I played GeoBlocks for quite a while, trying to get the next achievement. It’s a pretty standard match-3, with level progression based on the number of matches you’ve gotten in all the colors. In fact, that’s one of the only really interesting aspects of the game… to score really big, you actually want to try NOT to progress, so you can rack up points before the timer (white line at the bottom of the screen) gets going so fast that you don’t have time to think before you match.

I made a note to myself to add GeoBlocks to my spreadsheet listing Match-3 games for the iPhone, and I actually went one step further than that, and added a column indicating whether the game has Game Center integration. I suppose now that I’ve done that, I should really add another column for OpenFeint. Maybe I’ll do that some other time and actually go through all the games listed to see which have which features.

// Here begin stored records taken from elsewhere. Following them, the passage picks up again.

//! CPU implementation of sorting operations.

use crate::error::Result;
use crate::ops::SortingOps;
use crate::runtime::cpu::CpuClient;
use crate::tensor::{TensorView, TensorViewMut};

/// SortingOps implementation for CPU runtime.
impl SortingOps for CpuClient {
    fn topk(
        &self,
        out_values: &mut TensorViewMut<'_>,
        out_indices: &mut TensorViewMut<'_>,
        input: &TensorView<'_>,
        k: usize,
        axis: usize,
        descending: bool,
    ) -> Result<()> {
        crate::runtime::cpu::sort::topk_impl(self, out_values, out_indices, input, k, axis, descending)
    }

    fn sort(
        &self,
        out_values: &mut TensorViewMut<'_>,
        out_indices: &mut TensorViewMut<'_>,
        input: &TensorView<'_>,
        axis: usize,
        descending: bool,
    ) -> Result<()> {
        crate::runtime::cpu::sort::sort_impl(self, out_values, out_indices, input, axis, descending)
    }
}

So then I went looking to see if there were other Match-3 games with Game Center, and I found Jewel Craft in the featured list. I wasn’t about to shell out $3 for another Match-3 game though, (especially when I just played a perfectly decent one for free). That got me thinking about what other free Game Center games there might be out there, so I searched App Shopper for “game center”, and sorted by price. That was when I found Squaree.

Squaree doesn’t really look like much, and (as is common when I go app shopping) at first I didn’t even play it, just downloaded it to check out later. But I soon grew tired of scanning through all the crap in that AppShopper search, and Squaree was either the first or second app I opened up to check out.

It’s match-3, definitely, but the way you get your squares is pretty unique. There is a board with a whole bunch of grayed out pieces. Tapping a piece causes un-gray, and for it to fall all the way to the bottom of the board (or until it hits another solid piece). Get three of the same color to match, and two of them disappear, but the third turns into a “locked” piece. Match four pieces and you get a X2 piece remaining, and if you match 5, you get a piece that, when matched, removes all solid pieces of that color from the gameboard.

This is pretty much all you need to know to get started playing Squaree. It’s simple, yes, but I had a lot of fun with it, and I’ll definitely be playing more of it in the next few days. There are two game modes, but only the “Challenge” mode has a high score list. That list is extremely short right now, and I’m hoping to make it to the top with some practice in the next few days. My only disappointment was finding out that there aren’t any Achievements. I wish I could add yet to the end of that statement. :)

**Note that both Azkend and Dice Match had Game Center the day after its launch. They are both solidly in the Match-3 category, but neither has the swap-to-remove mechanic. Both are the kind where the matches already exist and you have to choose which one to remove. (Think Same Game rather than Bejeweled, but you have to touch all the pieces you want to remove.) It would be interesting to write another post comparing and contrasting those two games, but I’m pretty much done for the evening.